REITs are liquid, diversified, and professionally managed vehicles with limited liability, whereas rentals are illiquid, concentrated, and work-intensive investments with unlimited liability.
And despite being much riskier, rentals generally do not provide better returns. Quite the opposite, REITs have historically outperformed because they enjoy economies of scale and have access to public capital markets to grow faster.
So overall, the risk-and-hassle adjusted returns of REITs are much better in 99% of cases. Even then, there is always that 1% that may justify a private real estate investment.
That's the focus of today's article. Below, I discuss 5 reasons why I still occasionally invest in private real estate, despite favoring REITs most of the time.
Reason #1: Niche Property Type
Today, REITs invest in nearly all property sectors. You can see REITs that invest in apartment communities, billboards, or even prisons.
However, often in the specialty sectors, you will only find 1 or 2 REITs, and if they are poorly managed, overleveraged, or overpriced, then you are left with no viable options.
As an example, today, I would like to invest in farmland to earn income, diversify my portfolio, and protect myself against the risk of surging inflation.
However, in the case of farmland, there are only two publicly-traded REITs [(Farmland Partners (FPI) and Gladstone Land (LAND)] and they are not particularly attractive.
Farmland Partners has an extremely volatile history and a poor track record of value creation for shareholders. It went public in 2014 at $13 per share and after seven years, it still trades at $13 per share. At one point, it dropped as low as $4.50. That's not the type of volatility that you want to see in a farmland investment, which is supposed to stabilize your portfolio.

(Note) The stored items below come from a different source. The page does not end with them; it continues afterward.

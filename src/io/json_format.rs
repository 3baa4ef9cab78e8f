//! JSON format handling for payment requests and responses
//!
//! This module centralizes all JSON format concerns, providing:
//! - PaymentRequest / AccountInput structures for deserialization
//! - Field-level request validation into domain types
//! - Response envelope serialization (one JSON object per line)
//!
//! Apart from `write_envelope`, all functions are pure (no I/O).

use crate::types::{
    Account, AccountId, Currency, ErrorCode, FieldError, InputError, ResponseEnvelope,
};
use rust_decimal::Decimal;
use serde::{Deserialize, Serialize};
use std::io::Write;

/// Account entry of a request, before validation
#[derive(Debug, Clone, PartialEq, Serialize, Deserialize)]
pub struct AccountInput {
    pub id: String,
    #[serde(with = "rust_decimal::serde::arbitrary_precision")]
    pub balance: Decimal,
    pub currency: String,
}

/// Request body: accounts snapshot plus one instruction
#[derive(Debug, Clone, PartialEq, Serialize, Deserialize)]
pub struct PaymentRequest {
    pub accounts: Vec<AccountInput>,
    pub instruction: String,
}

/// A request whose fields passed validation
#[derive(Debug, Clone, PartialEq)]
pub struct ValidRequest {
    pub accounts: Vec<Account>,

    /// Instruction with surrounding whitespace removed
    pub instruction: String,
}

/// Deserialize one request line
///
/// # Errors
///
/// Returns a single `INVALID_REQUEST_FORMAT` error when the line is not a JSON
/// object of the expected shape.
pub fn parse_request_line(line: &str) -> Result<PaymentRequest, Vec<FieldError>> {
    serde_json::from_str(line).map_err(|e| {
        let (field, message) = describe_json_error(&e);
        vec![FieldError::new(field, message, ErrorCode::InvalidRequestFormat)]
    })
}

/// Map a serde error onto the request field it concerns
fn describe_json_error(error: &serde_json::Error) -> (&'static str, String) {
    let text = error.to_string();
    for field in ["accounts", "instruction"] {
        if text.starts_with(&format!("missing field `{}`", field)) {
            return (field, format!("{} is required", field));
        }
    }
    ("request", format!("invalid request body: {}", text))
}

/// Validate request fields and convert them into domain types
///
/// Every violation is collected. Field names carry the account index, e.g.
/// `accounts[1].currency`.
///
/// # Arguments
///
/// * `request` - The deserialized request
///
/// # Returns
///
/// * `Ok(ValidRequest)` if every field is valid
/// * `Err(Vec<FieldError>)` with one `INVALID_FIELD` entry per violation
pub fn validate_request(request: PaymentRequest) -> Result<ValidRequest, Vec<FieldError>> {
    let mut errors = Vec::new();
    let mut accounts = Vec::with_capacity(request.accounts.len());

    for (index, input) in request.accounts.into_iter().enumerate() {
        let id = input.id.parse::<AccountId>().map_err(|e| {
            errors.push(FieldError::new(
                format!("accounts[{}].id", index),
                e.to_string(),
                ErrorCode::InvalidField,
            ))
        });

        if input.balance < Decimal::ZERO {
            errors.push(FieldError::new(
                format!("accounts[{}].balance", index),
                format!("balance must not be negative, got {}", input.balance),
                ErrorCode::InvalidField,
            ));
        }

        let currency = input.currency.parse::<Currency>().map_err(|e| {
            errors.push(FieldError::new(
                format!("accounts[{}].currency", index),
                e.to_string(),
                ErrorCode::InvalidField,
            ))
        });

        if let (Ok(id), Ok(currency)) = (id, currency) {
            accounts.push(Account::new(id, input.balance, currency));
        }
    }

    let instruction = request.instruction.trim();
    if instruction.is_empty() {
        errors.push(FieldError::new(
            "instruction",
            "instruction is required",
            ErrorCode::InvalidField,
        ));
    }

    if errors.is_empty() {
        Ok(ValidRequest {
            accounts,
            instruction: instruction.to_string(),
        })
    } else {
        Err(errors)
    }
}

/// Write a response envelope as one JSON line
///
/// # Arguments
///
/// * `envelope` - The response to write
/// * `output` - Mutable reference to a writer for outputting JSON
///
/// # Returns
///
/// * `Ok(())` if writing succeeded
/// * `Err(InputError)` if serialization or the write failed
pub fn write_envelope(envelope: &ResponseEnvelope, output: &mut dyn Write) -> Result<(), InputError> {
    serde_json::to_writer(&mut *output, envelope)?;
    output.write_all(b"\n")?;
    Ok(())
}
//! Instruction-related types for the payment instruction processor
//!
//! This module defines the structured form of a parsed payment instruction.
//! A raw instruction string always describes one debit leg and one credit leg;
//! the parser collapses both legs into a single [`TransferOperation`].

use super::account::{AccountId, Currency};
use chrono::NaiveDate;
use rust_decimal::Decimal;
use serde::{Deserialize, Serialize};
use std::fmt;

/// Leading keyword of an instruction
///
/// Echoed back to the caller as the `type` of the transfer.
#[derive(Debug, Clone, Copy, PartialEq, Eq, Serialize, Deserialize)]
#[serde(rename_all = "UPPERCASE")]
pub enum InstructionType {
    /// Instruction starts with the debit leg
    Debit,

    /// Instruction starts with the credit leg
    Credit,
}

impl InstructionType {
    /// The keyword as written in an instruction
    pub fn keyword(&self) -> &'static str {
        match self {
            InstructionType::Debit => "DEBIT",
            InstructionType::Credit => "CREDIT",
        }
    }
}

impl fmt::Display for InstructionType {
    fn fmt(&self, f: &mut fmt::Formatter<'_>) -> fmt::Result {
        f.write_str(self.keyword())
    }
}

/// A parsed transfer
///
/// Produced by the instruction parser and consumed by resolution, validation
/// and execution. `currency` is `None` when the instruction leaves it implicit,
/// in which case the resolved accounts decide it.
#[derive(Debug, Clone, PartialEq)]
pub struct TransferOperation {
    /// Which leg the instruction was written from
    pub instruction_type: InstructionType,

    /// Source account (the DEBIT leg)
    pub debit_account: AccountId,

    /// Destination account (the CREDIT leg)
    pub credit_account: AccountId,

    /// Amount moved between the two accounts
    ///
    /// Never negative; zero survives parsing and is rejected by validation.
    pub amount: Decimal,

    /// Currency stated in the instruction, if any
    pub currency: Option<Currency>,

    /// Requested settlement date
    ///
    /// A date after the current UTC date defers settlement.
    pub execute_by: Option<NaiveDate>,
}

impl TransferOperation {
    /// Whether the instruction moves money between an account and itself
    pub fn is_self_transfer(&self) -> bool {
        self.debit_account == self.credit_account
    }
}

Gladstone Land, on the other hand, appears to be a higher-quality REIT and it has managed to generate attractive returns for its shareholders. However, today, it is priced at a large ~50% premium to NAV, which means that you are paying a hefty price. Moreover, the yield has compressed to just 2.5%. Gladstone Land is on our watchlist, and we would like to own it someday, but the current valuation is too rich.
Therefore, I am left with private options. I could buy land directly, invest in a limited partnership, or use a crowdfunding platform. I am currently exploring all these alternatives.
Reason #2: Home Ownership
Often readers ask me: should I buy REITs or buy a home?
My answer is always that it depends on your situation. If you live in a very expensive market such as Silicon Valley, it might be better to rent and buy REITs instead.
However, ideally, you would want to do both: buy REITs and your home.
Your home is not just an investment. It is also where you will live, potentially raise a family, and spend the majority of your time.
There are many non-financial benefits to owning versus renting. Most importantly, you will never have to deal with a landlord who could potentially ask you to move away for a reason or another. By owning your home, you have greater control over your own residence, which will give you peace of mind.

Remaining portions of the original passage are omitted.